Top of Data for this exercise

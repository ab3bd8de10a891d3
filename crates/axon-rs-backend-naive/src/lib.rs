pub mod ops;

use std::sync::Arc;

use axon_rs::device::{registry, AbstractDevice, DeviceContext, DeviceKind, HostContext};
use axon_rs::{AccResult, LayerAcc, LayerKind};

/// Baseline scalar host-domain device. Implements a small set of layer
/// accelerators in canonical layout; always available as the last fallback
/// candidate.
pub struct NaiveDevice;

impl AbstractDevice for NaiveDevice {
    fn kind(&self) -> DeviceKind {
        DeviceKind::Naive
    }

    fn create_layer_acc(&self, layer: LayerKind) -> Option<Box<dyn LayerAcc>> {
        match layer {
            LayerKind::Relu => Some(Box::<ops::ReluAcc>::default()),
            LayerKind::Sigmoid => Some(Box::<ops::SigmoidAcc>::default()),
            LayerKind::Scale => Some(Box::<ops::ScaleAcc>::default()),
            LayerKind::GlobalAvgPool => Some(Box::<ops::GlobalAvgPoolAcc>::default()),
            _ => None,
        }
    }

    fn create_context(&self) -> AccResult<DeviceContext> {
        Ok(DeviceContext::Host(HostContext::new(DeviceKind::Naive)))
    }
}

/// Register the naive device with the global device registry.
///
/// Called automatically via a static initializer, but can also be invoked
/// manually to make registration explicit in tests.
pub fn register_naive_device() {
    registry::register_device(Arc::new(NaiveDevice));
}

// Auto-register on library load
#[cfg(not(target_family = "wasm"))]
#[used]
#[link_section = ".init_array"]
static REGISTER_NAIVE_DEVICE: extern "C" fn() = {
    extern "C" fn register() {
        register_naive_device();
    }
    register
};
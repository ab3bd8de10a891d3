//! Device-tagged tensor descriptors and the blobs that carry their memory.
//!
//! A [`Blob`] pairs one [`BlobDesc`] with a memory handle in a specific
//! backend domain. Host-domain blobs own a plain `f32` vector; accelerator
//! blobs wrap a type-erased handle the owning backend knows how to interpret.

use std::any::Any;
use std::fmt;

use serde::{Deserialize, Serialize};
use smallvec::SmallVec;

use crate::device::DeviceKind;
use crate::layout::{DataFormat, LayoutError};

/// Logical dimensions of a tensor; rank four or below stays inline.
pub type Dims = SmallVec<[usize; 4]>;

/// Scalar element type of a blob.
#[derive(Debug, Clone, Copy, PartialEq, Eq, Hash, Serialize, Deserialize)]
pub enum DataType {
    Float,
    Half,
    Int32,
    Int8,
}

impl DataType {
    pub fn size_in_bytes(self) -> usize {
        match self {
            DataType::Float | DataType::Int32 => 4,
            DataType::Half => 2,
            DataType::Int8 => 1,
        }
    }
}

/// Descriptor for a tensor resident in some backend domain.
#[derive(Debug, Clone, PartialEq, Eq)]
pub struct BlobDesc {
    pub device: DeviceKind,
    pub data_type: DataType,
    pub data_format: DataFormat,
    pub dims: Dims,
    pub name: String,
}

impl BlobDesc {
    pub fn new(device: DeviceKind, dims: &[usize], name: impl Into<String>) -> Self {
        BlobDesc {
            device,
            data_type: DataType::Float,
            data_format: DataFormat::Nchw,
            dims: Dims::from_slice(dims),
            name: name.into(),
        }
    }

    pub fn rank(&self) -> usize {
        self.dims.len()
    }

    /// Element count implied by the descriptor's layout and dims.
    pub fn element_count(&self) -> Result<usize, LayoutError> {
        self.data_format.element_count(&self.dims)
    }
}

/// Backing memory of a blob.
pub enum BlobStorage {
    /// Host-visible `f32` storage, owned by whoever owns the blob.
    Host(Vec<f32>),
    /// Opaque accelerator-resident handle; only the owning backend's
    /// marshaller knows the concrete type behind it.
    External(Box<dyn Any + Send + Sync>),
}

impl fmt::Debug for BlobStorage {
    fn fmt(&self, f: &mut fmt::Formatter<'_>) -> fmt::Result {
        match self {
            BlobStorage::Host(data) => f.debug_tuple("Host").field(&data.len()).finish(),
            BlobStorage::External(_) => f.write_str("External(..)"),
        }
    }
}

/// A tensor descriptor plus the memory it describes.
#[derive(Debug)]
pub struct Blob {
    desc: BlobDesc,
    storage: BlobStorage,
}

impl Blob {
    /// Allocates zeroed host storage sized for the descriptor.
    pub fn allocated(desc: BlobDesc) -> Result<Self, LayoutError> {
        let len = desc.element_count()?;
        Ok(Blob {
            desc,
            storage: BlobStorage::Host(vec![0.0; len]),
        })
    }

    /// Wraps an accelerator-resident handle without taking ownership of the
    /// memory behind it.
    pub fn external<T: Any + Send + Sync>(desc: BlobDesc, handle: T) -> Self {
        Blob {
            desc,
            storage: BlobStorage::External(Box::new(handle)),
        }
    }

    pub fn desc(&self) -> &BlobDesc {
        &self.desc
    }

    pub fn desc_mut(&mut self) -> &mut BlobDesc {
        &mut self.desc
    }

    /// Host view of the storage, `None` for accelerator-resident blobs.
    pub fn host_slice(&self) -> Option<&[f32]> {
        match &self.storage {
            BlobStorage::Host(data) => Some(data),
            BlobStorage::External(_) => None,
        }
    }

    pub fn host_slice_mut(&mut self) -> Option<&mut [f32]> {
        match &mut self.storage {
            BlobStorage::Host(data) => Some(data),
            BlobStorage::External(_) => None,
        }
    }

    /// Downcasts the external handle to the backend's concrete buffer type.
    pub fn external_ref<T: Any>(&self) -> Option<&T> {
        match &self.storage {
            BlobStorage::External(handle) => handle.downcast_ref::<T>(),
            BlobStorage::Host(_) => None,
        }
    }

    pub fn external_mut<T: Any>(&mut self) -> Option<&mut T> {
        match &mut self.storage {
            BlobStorage::External(handle) => handle.downcast_mut::<T>(),
            BlobStorage::Host(_) => None,
        }
    }

    /// Resizes host storage to the exact element count implied by the current
    /// descriptor. No-op for accelerator-resident blobs.
    pub fn ensure_host_len(&mut self) -> Result<(), LayoutError> {
        let len = self.desc.element_count()?;
        if let BlobStorage::Host(data) = &mut self.storage {
            if data.len() != len {
                data.resize(len, 0.0);
            }
        }
        Ok(())
    }
}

Bottom of Data for this exercise

» **Problem requirements**
Whenever a line of the data above includes the word "String", copy that line.

» **Output**
    pub name: String,
    pub fn new(device: DeviceKind, dims: &[usize], name: impl Into<String>) -> Self {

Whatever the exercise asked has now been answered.